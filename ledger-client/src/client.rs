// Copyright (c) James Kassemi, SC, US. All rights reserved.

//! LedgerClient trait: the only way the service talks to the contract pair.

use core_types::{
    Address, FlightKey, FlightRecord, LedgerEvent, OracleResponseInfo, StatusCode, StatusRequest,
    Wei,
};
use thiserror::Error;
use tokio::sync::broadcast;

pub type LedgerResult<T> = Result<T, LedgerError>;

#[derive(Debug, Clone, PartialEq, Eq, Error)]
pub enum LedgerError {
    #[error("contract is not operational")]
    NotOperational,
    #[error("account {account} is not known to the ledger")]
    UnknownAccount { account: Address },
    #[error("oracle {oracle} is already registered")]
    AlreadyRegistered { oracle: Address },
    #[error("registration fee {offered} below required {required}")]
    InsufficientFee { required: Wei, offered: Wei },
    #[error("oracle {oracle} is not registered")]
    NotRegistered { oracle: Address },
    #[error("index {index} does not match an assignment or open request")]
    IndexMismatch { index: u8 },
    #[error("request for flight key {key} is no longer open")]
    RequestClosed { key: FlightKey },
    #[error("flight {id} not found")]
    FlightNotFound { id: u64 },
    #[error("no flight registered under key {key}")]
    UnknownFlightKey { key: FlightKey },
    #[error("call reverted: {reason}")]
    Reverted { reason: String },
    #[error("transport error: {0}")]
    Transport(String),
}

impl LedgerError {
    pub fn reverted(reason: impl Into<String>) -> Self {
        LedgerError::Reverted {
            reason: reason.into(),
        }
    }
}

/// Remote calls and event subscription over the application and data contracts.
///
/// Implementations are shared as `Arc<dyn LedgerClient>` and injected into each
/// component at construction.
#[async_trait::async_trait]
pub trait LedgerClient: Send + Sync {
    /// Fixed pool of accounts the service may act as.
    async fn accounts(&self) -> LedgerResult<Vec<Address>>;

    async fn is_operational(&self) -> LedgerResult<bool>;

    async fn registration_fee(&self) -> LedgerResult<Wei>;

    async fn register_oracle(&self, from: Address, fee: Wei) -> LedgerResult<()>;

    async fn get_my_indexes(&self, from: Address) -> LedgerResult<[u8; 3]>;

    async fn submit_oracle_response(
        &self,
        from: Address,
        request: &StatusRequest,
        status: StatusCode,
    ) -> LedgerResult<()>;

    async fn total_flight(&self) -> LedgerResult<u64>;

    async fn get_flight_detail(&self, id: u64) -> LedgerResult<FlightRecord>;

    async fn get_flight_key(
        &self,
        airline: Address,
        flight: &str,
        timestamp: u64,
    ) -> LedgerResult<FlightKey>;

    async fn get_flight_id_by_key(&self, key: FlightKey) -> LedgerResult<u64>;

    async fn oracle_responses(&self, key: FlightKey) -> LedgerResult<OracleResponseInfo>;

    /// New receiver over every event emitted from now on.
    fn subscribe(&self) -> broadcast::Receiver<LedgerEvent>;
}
----
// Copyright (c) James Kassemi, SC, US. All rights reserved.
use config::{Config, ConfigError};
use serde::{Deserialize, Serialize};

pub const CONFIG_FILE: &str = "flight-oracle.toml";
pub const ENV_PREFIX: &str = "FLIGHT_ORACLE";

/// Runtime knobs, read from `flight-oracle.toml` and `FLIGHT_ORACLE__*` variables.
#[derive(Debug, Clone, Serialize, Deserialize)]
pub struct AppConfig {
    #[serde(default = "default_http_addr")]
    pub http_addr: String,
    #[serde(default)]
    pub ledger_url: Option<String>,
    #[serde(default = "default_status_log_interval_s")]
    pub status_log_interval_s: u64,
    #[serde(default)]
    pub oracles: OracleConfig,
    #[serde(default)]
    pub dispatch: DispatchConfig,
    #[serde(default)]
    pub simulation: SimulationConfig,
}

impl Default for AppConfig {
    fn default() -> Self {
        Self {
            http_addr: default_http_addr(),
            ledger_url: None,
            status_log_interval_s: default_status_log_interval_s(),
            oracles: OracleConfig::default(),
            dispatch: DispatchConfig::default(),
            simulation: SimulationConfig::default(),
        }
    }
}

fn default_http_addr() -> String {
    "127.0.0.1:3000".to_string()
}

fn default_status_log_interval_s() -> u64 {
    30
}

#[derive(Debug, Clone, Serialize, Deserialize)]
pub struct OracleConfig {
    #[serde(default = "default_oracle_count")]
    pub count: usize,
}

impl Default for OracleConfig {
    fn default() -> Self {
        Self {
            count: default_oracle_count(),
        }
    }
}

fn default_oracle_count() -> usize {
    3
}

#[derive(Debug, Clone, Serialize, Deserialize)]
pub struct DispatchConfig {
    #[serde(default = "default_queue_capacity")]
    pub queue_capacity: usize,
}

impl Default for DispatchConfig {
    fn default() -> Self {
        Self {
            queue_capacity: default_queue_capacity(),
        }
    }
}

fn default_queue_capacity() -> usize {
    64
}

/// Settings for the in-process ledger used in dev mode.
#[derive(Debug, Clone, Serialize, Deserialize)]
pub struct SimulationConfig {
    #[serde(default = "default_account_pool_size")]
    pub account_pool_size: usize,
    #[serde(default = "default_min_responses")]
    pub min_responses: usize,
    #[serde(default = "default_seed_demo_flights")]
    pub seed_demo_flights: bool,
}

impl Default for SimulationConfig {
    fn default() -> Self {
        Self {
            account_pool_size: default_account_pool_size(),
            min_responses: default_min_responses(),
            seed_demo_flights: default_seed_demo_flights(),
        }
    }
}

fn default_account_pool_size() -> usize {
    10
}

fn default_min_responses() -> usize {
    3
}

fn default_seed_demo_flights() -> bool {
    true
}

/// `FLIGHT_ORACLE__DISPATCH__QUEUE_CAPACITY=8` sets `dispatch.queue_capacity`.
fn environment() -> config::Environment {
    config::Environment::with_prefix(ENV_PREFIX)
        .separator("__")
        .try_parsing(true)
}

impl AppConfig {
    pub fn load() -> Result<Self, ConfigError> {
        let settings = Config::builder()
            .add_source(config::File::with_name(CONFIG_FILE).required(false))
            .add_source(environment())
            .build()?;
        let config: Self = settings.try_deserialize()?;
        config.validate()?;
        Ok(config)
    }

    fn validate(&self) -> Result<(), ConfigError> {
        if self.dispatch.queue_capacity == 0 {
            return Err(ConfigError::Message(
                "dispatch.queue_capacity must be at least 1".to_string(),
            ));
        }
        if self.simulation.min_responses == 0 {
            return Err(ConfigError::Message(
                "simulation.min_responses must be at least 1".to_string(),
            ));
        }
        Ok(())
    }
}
----
→ Task:
Return every line from the entries above that contains the word "LedgerError".

→ Answer area:
pub type LedgerResult<T> = Result<T, LedgerError>;
pub enum LedgerError {
impl LedgerError {
        LedgerError::Reverted {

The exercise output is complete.